More than two years prior to the date when she was adjudged a bankrupt, a debtor conveyed real estate, without consideration, to her father, who conveyed it to the debtor's son. It was shown that the debtor was insolvent at this time, if liable on a note indorsed by her; that after the conveyance the property was rented, the negotiations being mainly conducted by her; that she indorsed checks given her for the rent to her husband, who used the proceeds for the benefit of the family, i..cluding the son, who was 23 years old, and not accustomed to business; and that she received some of the rent, but expended it for repairs on the property. It did not appear that there was any agreement to hold the property for her benefit or to reconvey to her, or that she retained an interest therein, or was to have the income thereof, or that she then contemplated bankruptcy, or had, since the conveyance, claimed any beneficial interest in the property. Held insufficient to defeat her application for a discharge on the ground that, while a bankrupt, she knowingly or fraudulently concealed the property from her trustee, or to prove that it was held in secret trust for her.

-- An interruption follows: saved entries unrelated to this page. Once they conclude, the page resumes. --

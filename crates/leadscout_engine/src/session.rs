use std::sync::Arc;

use leadscout_core::Task;
use scout_logging::{scout_debug, scout_info};
use tokio_util::sync::CancellationToken;

use crate::extract::{ContactExtractor, Extraction};
use crate::page::SearchPage;
use crate::relay::{deliver_or_park, ContactSink, Delivery};
use crate::store::PendingStore;
use crate::watch::RevealWatcher;

/// Scrape lifecycle for one opened tab: settle, extract, deliver, then
/// optionally keep watching for reveals.
#[derive(Clone)]
pub struct ScrapeSession {
    extractor: Arc<ContactExtractor>,
    sink: Arc<dyn ContactSink>,
    store: PendingStore,
}

impl ScrapeSession {
    pub fn new(
        extractor: Arc<ContactExtractor>,
        sink: Arc<dyn ContactSink>,
        store: PendingStore,
    ) -> Self {
        Self {
            extractor,
            sink,
            store,
        }
    }

    /// Full run after navigation. Returns the number of contacts first reported.
    pub async fn run(
        &self,
        page: Arc<dyn SearchPage>,
        task: Task,
        cancel: CancellationToken,
    ) -> Option<usize> {
        tokio::select! {
            _ = cancel.cancelled() => return None,
            _ = tokio::time::sleep(self.extractor.settings().initial_delay()) => {}
        }

        let count = self.scrape_once(page.as_ref(), &task, &cancel).await?;

        if let Some(window) = self.extractor.settings().watch_window() {
            let settings = self.extractor.settings();
            let watcher = RevealWatcher::new(settings.watch_poll(), settings.watch_debounce(), window);
            let sink = self.sink.as_ref();
            let store = &self.store;
            let job_id = &task.job_id;
            watcher
                .watch(page.as_ref(), &self.extractor, &task, cancel, move |contacts| async move {
                    deliver_or_park(sink, store, job_id, contacts).await;
                })
                .await;
        }
        Some(count)
    }

    /// One extraction pass plus delivery. `None` when the tab is not on the
    /// results view or the session was cancelled before delivering.
    pub async fn scrape_once(
        &self,
        page: &dyn SearchPage,
        task: &Task,
        cancel: &CancellationToken,
    ) -> Option<usize> {
        let extraction = tokio::select! {
            _ = cancel.cancelled() => None,
            extraction = self.extractor.extract(page, task) => Some(extraction),
        };
        let Some(extraction) = extraction.filter(|_| !cancel.is_cancelled()) else {
            scout_debug!("Scrape for job_id={} cancelled; tab superseded", task.job_id);
            return None;
        };
        match extraction {
            Extraction::NotResultsPage { url } => {
                scout_debug!("Skipping delivery for job_id={}: tab at {}", task.job_id, url);
                None
            }
            Extraction::Contacts(contacts) => {
                let count = contacts.len();
                if let Delivery::Delivered(_) =
                    deliver_or_park(self.sink.as_ref(), &self.store, &task.job_id, contacts).await
                {
                    scout_info!("Found {} contact(s) with emails for {}", count, task.company);
                }
                Some(count)
            }
        }
    }
}
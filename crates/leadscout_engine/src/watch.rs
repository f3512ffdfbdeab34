use std::collections::BTreeSet;
use std::time::Duration;

use leadscout_core::{Contact, Task};
use scout_logging::{scout_debug, scout_info};
use tokio::time::Instant;
use tokio_util::sync::CancellationToken;

use crate::extract::{revealed_emails, ContactExtractor, Extraction};
use crate::page::SearchPage;

/// Fires once changes have been quiet for `delay`.
#[derive(Debug, Clone)]
pub struct Debounce {
    delay: Duration,
    last_change: Option<Instant>,
}

impl Debounce {
    pub fn new(delay: Duration) -> Self {
        Self {
            delay,
            last_change: None,
        }
    }

    /// Records an observation; returns true when the pending change should fire.
    pub fn observe(&mut self, changed: bool, now: Instant) -> bool {
        if changed {
            self.last_change = Some(now);
            return false;
        }
        match self.last_change {
            Some(at) if now.duration_since(at) >= self.delay => {
                self.last_change = None;
                true
            }
            _ => false,
        }
    }

    pub fn is_pending(&self) -> bool {
        self.last_change.is_some()
    }
}

/// Watches a page for newly revealed emails and re-runs passive extraction.
#[derive(Debug, Clone)]
pub struct RevealWatcher {
    poll: Duration,
    debounce: Duration,
    window: Duration,
}

impl RevealWatcher {
    pub fn new(poll: Duration, debounce: Duration, window: Duration) -> Self {
        Self {
            poll,
            debounce,
            window,
        }
    }

    /// Runs until the window closes or `cancel` fires. Each debounced burst of
    /// reveals yields one extraction passed to `on_contacts`.
    pub async fn watch<F, Fut>(
        &self,
        page: &dyn SearchPage,
        extractor: &ContactExtractor,
        task: &Task,
        cancel: CancellationToken,
        mut on_contacts: F,
    ) -> usize
    where
        F: FnMut(Vec<Contact>) -> Fut,
        Fut: std::future::Future<Output = ()>,
    {
        let profile = extractor.settings().profile;
        let deadline = Instant::now() + self.window;
        let mut debounce = Debounce::new(self.debounce);
        let mut seen: BTreeSet<String> = match page.snapshot_html().await {
            Ok(html) => revealed_emails(&html, profile),
            Err(_) => BTreeSet::new(),
        };
        let mut rounds = 0;

        scout_debug!("Watching job_id={} for reveals ({:?})", task.job_id, self.window);
        while Instant::now() < deadline {
            tokio::select! {
                _ = cancel.cancelled() => break,
                _ = tokio::time::sleep(self.poll) => {}
            }

            let Ok(html) = page.snapshot_html().await else {
                continue;
            };
            let current = revealed_emails(&html, profile);
            let changed = current != seen;
            if changed {
                seen = current;
            }
            if debounce.observe(changed, Instant::now()) {
                if let Extraction::Contacts(contacts) = extractor.extract_passive(page, task).await {
                    scout_info!(
                        "Reveal detected for job_id={}; re-extracted {} contact(s)",
                        task.job_id,
                        contacts.len()
                    );
                    rounds += 1;
                    on_contacts(contacts).await;
                }
            }
        }
        rounds
    }
}
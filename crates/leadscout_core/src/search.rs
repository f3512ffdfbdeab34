//! Search URL construction for the people-search page.
//!
//! The search page is a single-page app: filters live in the query part of the
//! URL fragment (`#/people?organizationName=...&personTitles[]=...`).

use percent_encoding::{utf8_percent_encode, AsciiSet, CONTROLS};
use url::Url;

use crate::{Department, Task};

pub const PEOPLE_ROUTE: &str = "/people";
pub const ORGANIZATION_DOMAIN_PARAM: &str = "organizationDomains[]";
pub const ORGANIZATION_NAME_PARAM: &str = "organizationName";
pub const PERSON_TITLE_PARAM: &str = "personTitles[]";

const FILTER_VALUE: &AsciiSet = &CONTROLS
    .add(b' ')
    .add(b'"')
    .add(b'#')
    .add(b'%')
    .add(b'&')
    .add(b'+')
    .add(b'<')
    .add(b'=')
    .add(b'>')
    .add(b'`');

/// Recruiter job titles searched for a department.
pub fn recruiter_titles_for(department: Department) -> &'static [&'static str] {
    match department {
        Department::Engineering => &["Technical Recruiter", "Engineering Recruiter"],
        Department::Marketing => &["Marketing Recruiter"],
        Department::Sales => &["Sales Recruiter"],
        Department::Design => &["Design Recruiter", "Creative Recruiter"],
        Department::Hr => &["HR Recruiter", "Talent Acquisition"],
        Department::General => &["Recruiter", "Talent Acquisition", "HR Manager"],
    }
}

/// Which organization dimension a search is filtered on. Exactly one applies.
#[derive(Debug, Clone, Copy, PartialEq, Eq)]
pub enum OrganizationFilter<'a> {
    Domain(&'a str),
    Name(&'a str),
}

impl<'a> OrganizationFilter<'a> {
    pub fn for_task(task: &'a Task) -> Self {
        match task.domain_filter() {
            Some(domain) => OrganizationFilter::Domain(domain),
            None => OrganizationFilter::Name(task.company.trim()),
        }
    }

    fn param(self) -> (&'static str, &'a str) {
        match self {
            OrganizationFilter::Domain(domain) => (ORGANIZATION_DOMAIN_PARAM, domain),
            OrganizationFilter::Name(name) => (ORGANIZATION_NAME_PARAM, name),
        }
    }
}

/// Builds the people-search URL for `task` on top of `base` (scheme + host).
pub fn build_search_url(base: &Url, task: &Task) -> Url {
    let mut filters = vec![OrganizationFilter::for_task(task).param()];
    filters.extend(
        recruiter_titles_for(task.department)
            .iter()
            .map(|title| (PERSON_TITLE_PARAM, *title)),
    );

    let query = filters
        .into_iter()
        .map(|(key, value)| format!("{key}={}", utf8_percent_encode(value, FILTER_VALUE)))
        .collect::<Vec<_>>()
        .join("&");

    let mut url = base.clone();
    url.set_query(None);
    url.set_fragment(Some(&format!("{PEOPLE_ROUTE}?{query}")));
    url
}

/// Decodes the filters carried in a search URL's fragment, in order.
pub fn search_filters(url: &Url) -> Vec<(String, String)> {
    let Some(query) = url.fragment().and_then(|fragment| fragment.split_once('?')) else {
        return Vec::new();
    };
    url::form_urlencoded::parse(query.1.as_bytes())
        .into_owned()
        .collect()
}
use std::time::Duration;

use crate::{StatusSnapshot, Task};

pub const DEFAULT_POLL_INTERVAL: Duration = Duration::from_secs(60);
pub const DEFAULT_STALE_TASK_CYCLES: u32 = 10;

#[derive(Debug, Clone, PartialEq, Eq)]
pub struct PollerSettings {
    pub poll_interval: Duration,
    /// Skip fetching while a task still awaits its result.
    pub gate_on_pending_result: bool,
    /// Gated cycles after which a pending task is abandoned. 0 never abandons.
    pub stale_task_cycles: u32,
}

impl Default for PollerSettings {
    fn default() -> Self {
        Self {
            poll_interval: DEFAULT_POLL_INTERVAL,
            gate_on_pending_result: true,
            stale_task_cycles: DEFAULT_STALE_TASK_CYCLES,
        }
    }
}

#[derive(Debug, Clone, Copy, PartialEq, Eq, Default)]
pub enum RunState {
    #[default]
    Stopped,
    Running,
}

/// State owned by the task coordinator. Only `update` mutates it.
#[derive(Debug, Clone, PartialEq, Eq, Default)]
pub struct PollerState {
    settings: PollerSettings,
    run: RunState,
    current_task: Option<Task>,
    fetch_in_flight: bool,
    poll_scheduled: bool,
    poll_generation: u64,
    gated_cycles: u32,
}

impl PollerState {
    pub fn new(settings: PollerSettings) -> Self {
        Self {
            settings,
            ..Self::default()
        }
    }

    pub fn status(&self) -> StatusSnapshot {
        StatusSnapshot {
            is_running: self.is_running(),
            current_task: self.current_task.clone(),
        }
    }

    pub fn run_state(&self) -> RunState {
        self.run
    }

    pub fn is_running(&self) -> bool {
        self.run == RunState::Running
    }

    pub fn current_task(&self) -> Option<&Task> {
        self.current_task.as_ref()
    }

    pub fn settings(&self) -> &PollerSettings {
        &self.settings
    }

    pub fn fetch_in_flight(&self) -> bool {
        self.fetch_in_flight
    }

    pub fn poll_scheduled(&self) -> bool {
        self.poll_scheduled
    }

    pub fn poll_generation(&self) -> u64 {
        self.poll_generation
    }

    pub(crate) fn set_running(&mut self, run: RunState) {
        self.run = run;
    }

    pub(crate) fn begin_fetch(&mut self) {
        self.fetch_in_flight = true;
    }

    pub(crate) fn finish_fetch(&mut self) {
        self.fetch_in_flight = false;
    }

    /// Arms a new poll timer and returns its generation. Older timers become stale.
    pub(crate) fn arm_poll(&mut self) -> u64 {
        self.poll_generation += 1;
        self.poll_scheduled = true;
        self.poll_generation
    }

    /// Invalidates any armed timer. Returns whether one was armed.
    pub(crate) fn disarm_poll(&mut self) -> bool {
        self.poll_generation += 1;
        std::mem::replace(&mut self.poll_scheduled, false)
    }

    /// Consumes the timer for `generation` if it is the armed one.
    pub(crate) fn take_due_poll(&mut self, generation: u64) -> bool {
        if self.poll_scheduled && generation == self.poll_generation {
            self.poll_scheduled = false;
            true
        } else {
            false
        }
    }

    pub(crate) fn set_current_task(&mut self, task: Task) -> Option<Task> {
        self.gated_cycles = 0;
        self.current_task.replace(task)
    }

    pub(crate) fn take_current_task(&mut self) -> Option<Task> {
        self.gated_cycles = 0;
        self.current_task.take()
    }

    /// Counts one gated cycle and reports whether the pending task is now stale.
    pub(crate) fn note_gated_cycle(&mut self) -> bool {
        self.gated_cycles += 1;
        self.settings.stale_task_cycles > 0 && self.gated_cycles >= self.settings.stale_task_cycles
    }
}
use std::sync::Arc;

use leadscout_core::{build_search_url, Task};
use scout_logging::scout_info;
use url::Url;

use crate::page::{Navigator, SearchPage};
use crate::PageError;

pub const DEFAULT_SEARCH_BASE: &str = "https://app.apollo.io/";

/// Turns tasks into search URLs and opens them.
#[derive(Clone)]
pub struct TaskExecutor {
    search_base: Url,
    navigator: Arc<dyn Navigator>,
}

impl TaskExecutor {
    pub fn new(search_base: Url, navigator: Arc<dyn Navigator>) -> Self {
        Self {
            search_base,
            navigator,
        }
    }

    pub fn search_url(&self, task: &Task) -> Url {
        build_search_url(&self.search_base, task)
    }

    pub async fn open(&self, task: &Task) -> Result<Arc<dyn SearchPage>, PageError> {
        let url = self.search_url(task);
        scout_info!("Opening search for job_id={}: {}", task.job_id, url);
        self.navigator.open_tab(&url).await
    }
}
#![deny(missing_docs)]
//! Shared logging utilities for the leadscout workspace.
//!
//! This crate provides the `scout_*` logging macros used across the codebase
//! and a minimal test initializer for the global logger. All macros log under
//! the caller's module path, so the `log` target still identifies the origin.

#[doc(hidden)]
pub use log;

/// Prefix attached to every line emitted through the macros below.
pub const LOG_PREFIX: &str = "[leadscout]";

/// Logs a trace-level message using the global logging facade.
#[macro_export]
macro_rules! scout_trace {
    ($($arg:tt)*) => {{
        $crate::log::trace!("{} {}", $crate::LOG_PREFIX, format_args!($($arg)*));
    }};
}

/// Logs a debug-level message using the global logging facade.
#[macro_export]
macro_rules! scout_debug {
    ($($arg:tt)*) => {{
        $crate::log::debug!("{} {}", $crate::LOG_PREFIX, format_args!($($arg)*));
    }};
}

/// Logs an info-level message using the global logging facade.
#[macro_export]
macro_rules! scout_info {
    ($($arg:tt)*) => {{
        $crate::log::info!("{} {}", $crate::LOG_PREFIX, format_args!($($arg)*));
    }};
}

/// Logs a warn-level message using the global logging facade.
#[macro_export]
macro_rules! scout_warn {
    ($($arg:tt)*) => {{
        $crate::log::warn!("{} {}", $crate::LOG_PREFIX, format_args!($($arg)*));
    }};
}

/// Logs an error-level message using the global logging facade.
#[macro_export]
macro_rules! scout_error {
    ($($arg:tt)*) => {{
        $crate::log::error!("{} {}", $crate::LOG_PREFIX, format_args!($($arg)*));
    }};
}

/// Initializes a simple terminal logger for use in unit tests.
///
/// This safely no-ops if another logger has already been initialized.
pub fn initialize_for_tests() {
    use simplelog::{ColorChoice, CombinedLogger, Config, TermLogger, TerminalMode};

    // Use debug level in debug builds, info in release builds.
    let level = if cfg!(debug_assertions) {
        log::LevelFilter::Debug
    } else {
        log::LevelFilter::Info
    };

    // Ignore the error if a logger was already set by another test.
    let _ = CombinedLogger::init(vec![TermLogger::new(
        level,
        Config::default(),
        TerminalMode::Mixed,
        ColorChoice::Auto,
    )]);
}
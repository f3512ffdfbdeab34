use std::future::Future;
use std::time::Duration;

use tokio::time::Instant;

#[derive(Debug, Clone, Copy, PartialEq, Eq)]
pub struct WaitSettings {
    pub poll_interval: Duration,
    pub timeout: Duration,
}

impl WaitSettings {
    pub fn new(poll_interval: Duration, timeout: Duration) -> Self {
        Self {
            poll_interval,
            timeout,
        }
    }
}

/// Polls `probe` until it yields a value or `settings.timeout` elapses.
///
/// The probe always runs at least once, and once more right at the deadline.
pub async fn wait_for<T, F, Fut>(settings: WaitSettings, mut probe: F) -> Option<T>
where
    F: FnMut() -> Fut,
    Fut: Future<Output = Option<T>>,
{
    let deadline = Instant::now() + settings.timeout;
    loop {
        if let Some(value) = probe().await {
            return Some(value);
        }
        let now = Instant::now();
        if now >= deadline {
            return None;
        }
        let remaining = deadline - now;
        tokio::time::sleep(settings.poll_interval.min(remaining)).await;
    }
}
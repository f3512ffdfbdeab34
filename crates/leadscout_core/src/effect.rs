use std::time::Duration;

use crate::{Task, TaskResult};

#[derive(Debug, Clone, PartialEq, Eq)]
pub enum Effect {
    FetchNextTask,
    SchedulePoll { generation: u64, after: Duration },
    CancelScheduledPoll,
    DispatchTask(Task),
    SubmitResult(TaskResult),
}
#[tokio::test]
async fn contacts_without_task_are_acknowledged() {
    let server = MockServer::start().await;
    let temp = TempDir::new().unwrap();
    let handle = spawn(
        &server,
        PollerSettings::default(),
        Arc::new(RecordingNavigator::default()),
        PendingStore::new(temp.path()),
    );

    let response = handle
        .request(Request::ContactsScraped {
            contacts: vec![Contact::default()],
            job_id: None,
        })
        .await
        .unwrap();
    assert_eq!(response, Response::ack(AckStatus::Submitted));
    assert_eq!(response.encode(), r#"{"status":"submitted"}"#);
}

#[tokio::test]
async fn trigger_without_tab_completes_without_count() {
    let server = MockServer::start().await;
    let temp = TempDir::new().unwrap();
    let handle = spawn(
        &server,
        PollerSettings::default(),
        Arc::new(RecordingNavigator::default()),
        PendingStore::new(temp.path()),
    );

    let response = handle.trigger_scrape().await.unwrap();
    assert_eq!(response, Response::scrape_complete(None));
    assert_eq!(response.encode(), r#"{"status":"complete"}"#);
}

#[tokio::test]
async fn parked_results_are_resubmitted_on_startup() {
    let server = MockServer::start().await;
    Mock::given(method("POST"))
        .and(path("/api/apollo/task/complete"))
        .respond_with(ResponseTemplate::new(200).set_body_json(json!({ "status": "success" })))
        .mount(&server)
        .await;
    let temp = TempDir::new().unwrap();
    let store = PendingStore::new(temp.path());
    store
        .append(PendingBatch::now(
            JobId::from(21),
            vec![Contact {
                name: "Jane Doe".to_string(),
                title: "Recruiter".to_string(),
                company: "Acme".to_string(),
                email: "jane@acme.com".to_string(),
            }],
        ))
        .unwrap();

    let _handle = spawn(
        &server,
        PollerSettings::default(),
        Arc::new(RecordingNavigator::default()),
        store.clone(),
    );

    let posts = wait_for_requests(&server, "POST", 1).await;
    let body: serde_json::Value = posts[0].body_json().unwrap();
    assert_eq!(body["job_id"], json!(21));
    assert_eq!(body["status"], json!("found"));
    assert_eq!(store.load().unwrap(), Vec::new());
}

#[tokio::test]
async fn requests_fail_after_shutdown() {
    let server = MockServer::start().await;
    let temp = TempDir::new().unwrap();
    let handle = spawn(
        &server,
        PollerSettings::default(),
        Arc::new(RecordingNavigator::default()),
        PendingStore::new(temp.path()),
    );

    handle.shutdown().await;
    let mut result = handle.status().await;
    for _ in 0..20 {
        if result.is_err() {
            break;
        }
        tokio::time::sleep(Duration::from_millis(10)).await;
        result = handle.status().await;
    }
    assert_eq!(result, Err(DeliveryError::ChannelClosed));
}

#[tokio::test]
async fn trigger_on_open_results_tab_reports_count() {
    let server = MockServer::start().await;
    mount_task_once(
        &server,
        json!({ "job_id": 11, "company": "Acme", "company_domain": "acme.com" }),
    )
    .await;
    mount_complete(&server).await;
    let temp = TempDir::new().unwrap();
    let handle = spawn(
        &server,
        PollerSettings::default(),
        Arc::new(RecordingNavigator::default()),
        PendingStore::new(temp.path()),
    );

    handle.start().await.unwrap();
    wait_for_requests(&server, "POST", 1).await;

    let response = handle.trigger_scrape().await.unwrap();
    assert_eq!(response, Response::scrape_complete(Some(1)));
    assert_eq!(response.encode(), r#"{"status":"complete","count":1}"#);

    // The task already reported; the rescrape is not a second result.
    tokio::time::sleep(Duration::from_millis(200)).await;
    assert_eq!(post_bodies(&server).await.len(), 1);
}

#[tokio::test]
async fn trigger_off_results_view_completes_without_count() {
    let server = MockServer::start().await;
    mount_task_once(&server, json!({ "job_id": 12, "company": "Acme" })).await;
    mount_complete(&server).await;
    let temp = TempDir::new().unwrap();
    let navigator = Arc::new(RecordingNavigator {
        landing_url: Some("https://app.apollo.io/#/home".to_string()),
        ..RecordingNavigator::default()
    });
    let handle = spawn(&server, PollerSettings::default(), navigator.clone(), PendingStore::new(temp.path()));

    handle.start().await.unwrap();
    wait_for_tabs(&navigator, 1).await;

    let response = handle.trigger_scrape().await.unwrap();
    assert_eq!(response, Response::scrape_complete(None));
    assert_eq!(response.encode(), r#"{"status":"complete"}"#);

    let status = handle.status().await.unwrap();
    assert_eq!(status.current_task.map(|task| task.job_id), Some(JobId::from(12)));
    assert!(post_bodies(&server).await.is_empty());
}

#[tokio::test]
async fn contacts_from_an_earlier_tab_never_complete_the_next_task() {
    let server = MockServer::start().await;
    mount_task_once(
        &server,
        json!({ "job_id": "A", "company": "Acme", "company_domain": "acme.com" }),
    )
    .await;
    mount_task_once(
        &server,
        json!({ "job_id": "B", "company": "Globex", "company_domain": "globex.com" }),
    )
    .await;
    mount_complete(&server).await;
    let temp = TempDir::new().unwrap();
    // Acme's tab opens; Globex's does not.
    let navigator = Arc::new(RecordingNavigator::failing_after(1));
    let poller = PollerSettings {
        poll_interval: Duration::from_millis(50),
        gate_on_pending_result: true,
        stale_task_cycles: 0,
    };
    let handle = spawn(&server, poller, navigator.clone(), PendingStore::new(temp.path()));

    handle.start().await.unwrap();
    wait_for_requests(&server, "POST", 1).await;
    wait_for_requests(&server, "GET", 2).await;
    wait_for_tabs(&navigator, 2).await;

    let status = handle.status().await.unwrap();
    assert_eq!(status.current_task.map(|task| task.job_id), Some(JobId::from("B")));

    // Acme's tab was released when Globex was dispatched.
    assert_eq!(handle.trigger_scrape().await.unwrap(), Response::scrape_complete(None));

    let late = handle
        .request(Request::ContactsScraped {
            contacts: vec![Contact {
                name: "Jane Doe".to_string(),
                title: "Technical Recruiter".to_string(),
                company: "Acme".to_string(),
                email: "jane@acme.com".to_string(),
            }],
            job_id: Some(JobId::from("A")),
        })
        .await
        .unwrap();
    assert_eq!(late, Response::ack(AckStatus::Submitted));
    tokio::time::sleep(Duration::from_millis(200)).await;

    let bodies = post_bodies(&server).await;
    assert_eq!(bodies.len(), 1);
    assert_eq!(bodies[0]["job_id"], json!("A"));
    let status = handle.status().await.unwrap();
    assert_eq!(status.current_task.map(|task| task.job_id), Some(JobId::from("B")));

    handle
        .request(Request::ContactsScraped {
            contacts: Vec::new(),
            job_id: Some(JobId::from("B")),
        })
        .await
        .unwrap();
    let bodies = wait_for_requests(&server, "POST", 2).await;
    let body: serde_json::Value = bodies[1].body_json().unwrap();
    assert_eq!(body, json!({ "job_id": "B", "contacts": [], "status": "not_found" }));
}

B. SAME-PREponderance of EVIDENCE.

The concealment of property by a bankrupt, sought to be shown in order to defeat his application for discharge, need only be shown by a fair preponderance of satisfactory evidence, as such a proceeding is not a criminal one, in any sense.

Application by Bankrupt for Order Confirming Report of Special Master and Granting a Discharge in Bankruptcy.

Thomas O'Connor, for bankrupt.

Walter S. Logan, for opposing creditors.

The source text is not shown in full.